Dapagliflozin modulates neuronal injury via instigation of LKB1/p-AMPK/GABA R2 signaling pathway and suppression of the inflammatory cascade in an essential tremor rat model.

Background: However, disturbances in cellular energy demarcate neuronal hyperexcitability in essential tremor (ET); nevertheless, no available data relates energy sensors and GABAergic neurotransmission in ET. Noteworthy, reports have asserted dapagliflozin's (DAPA) role in enhancing autophagic sensors in other disorders. Herein, this study aims to investigate DAPA's impact on the GABA receptor subunit (GABA R2), notwithstanding the GABA A involvement, in an ET model.

Methods: ET was induced by a single dose of harmaline (30 mg/kg; i.p.), while DAPA (1 mg/kg/day; p.o.) was given for 5 days before ET induction. The autophagic sensors were examined by injecting a single dose of dorsomorphin (DORSO) AMPK inhibitor (0.2 mg/kg; i.p.) on the 5 day before ET induction.

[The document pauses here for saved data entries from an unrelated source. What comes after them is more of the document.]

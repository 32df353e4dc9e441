//! Cache purge: ask the router to drop its cache and reset the local store.
//!
//! Destructive: the router's accumulated savings and hit-rate history are
//! discarded along with its cache entries, so the action only runs after an
//! explicit [`Confirm`]. Once confirmed the local store is always reset, but
//! a failed remote call is logged and reported as
//! [`PurgeOutcome::LocalOnly`] so the display never implies the router was
//! cleared when it may not have been.

use std::io::{self, BufRead, Write};

use crate::client::RouterApi;
use crate::error::ConsoleError;
use crate::poller::Poller;
use crate::store::StatsStore;

/// Prompt text shown before a purge.
pub const CONFIRM_PROMPT: &str =
    "Are you sure you want to purge the cache? This will reset all stats.";

/// Source of operator confirmation.
pub trait Confirm {
    fn confirm(&mut self, prompt: &str) -> bool;
}

/// Pre-answered confirmation (`--yes`, tests).
pub struct Assume(pub bool);

impl Confirm for Assume {
    fn confirm(&mut self, _prompt: &str) -> bool {
        self.0
    }
}

/// Ask on a terminal: `y`/`yes` confirms, anything else declines.
pub struct TerminalConfirm<R, W> {
    input: R,
    output: W,
}

impl TerminalConfirm<io::StdinLock<'static>, io::Stdout> {
    pub fn stdio() -> Self {
        Self {
            input: io::stdin().lock(),
            output: io::stdout(),
        }
    }
}

impl<R: BufRead, W: Write> TerminalConfirm<R, W> {
    pub fn new(input: R, output: W) -> Self {
        Self { input, output }
    }
}

impl<R: BufRead, W: Write> Confirm for TerminalConfirm<R, W> {
    fn confirm(&mut self, prompt: &str) -> bool {
        if write!(self.output, "{prompt} [y/N] ").is_err() || self.output.flush().is_err() {
            return false;
        }
        let mut answer = String::new();
        if self.input.read_line(&mut answer).is_err() {
            return false;
        }
        matches!(answer.trim().to_ascii_lowercase().as_str(), "y" | "yes")
    }
}

/// What a purge attempt did.
#[derive(Debug, Clone, PartialEq, Eq)]
pub enum PurgeOutcome {
    /// Operator declined; nothing changed.
    Declined,
    /// Router cleared and local store reset.
    Purged,
    /// Local store reset, but the router call failed.
    LocalOnly(ConsoleError),
}

impl PurgeOutcome {
    pub fn remote_cleared(&self) -> bool {
        matches!(self, Self::Purged)
    }
}

/// Run the purge: confirm, clear remotely, reset locally.
///
/// `poller` (if running) is drained before the reset, and every poll it has
/// issued up to the end of the remote call is fenced off, so a response
/// carrying pre-purge counters cannot repopulate the store afterwards.
///
/// The local reset happens only after `clear_cache` returns or hits its
/// `timeouts.purge_ms` limit, so a slow router holds the caller until then.
pub fn run(
    api: &dyn RouterApi,
    store: &mut StatsStore,
    poller: Option<&Poller>,
    confirm: &mut dyn Confirm,
) -> PurgeOutcome {
    if !confirm.confirm(CONFIRM_PROMPT) {
        tracing::debug!("cache purge declined");
        return PurgeOutcome::Declined;
    }

    let remote = api.clear_cache();

    let issued = poller.and_then(|p| {
        p.drain_into(store);
        p.last_issued()
    });
    store.reset(issued);

    match remote {
        Ok(()) => {
            tracing::info!("router cache purged; local stats reset");
            PurgeOutcome::Purged
        }
        Err(e) => {
            tracing::error!(
                kind = e.kind(),
                error = %e,
                "cache purge failed on the router; local stats were reset but router state may be unchanged"
            );
            PurgeOutcome::LocalOnly(e)
        }
    }
}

Results: DAPA decreased the HAR-induced tremor score and alleviated motor disabilities observed in the open field, rotarod, wire grip strength, and gait kinematics confirmed by reduced electrical activity in electroencephalogram. In the cerebella, DAPA curbed HAR-evoked inflammatory cytokines, apoptotic markers, and glutamate while restoring the disturbed GABA, BDNF, LKB1, p-AMPK, and GABA R2 levels. DAPA's effect was mostly obliterated by DORSO.

Conclusion: DAPA offers a potential neuroprotective effect in ET by augmenting the neuronal inhibitory machinery via suppressing the inflammatory and excitotoxicity systems through LKB1/p-AMPK/GABA R2 signaling.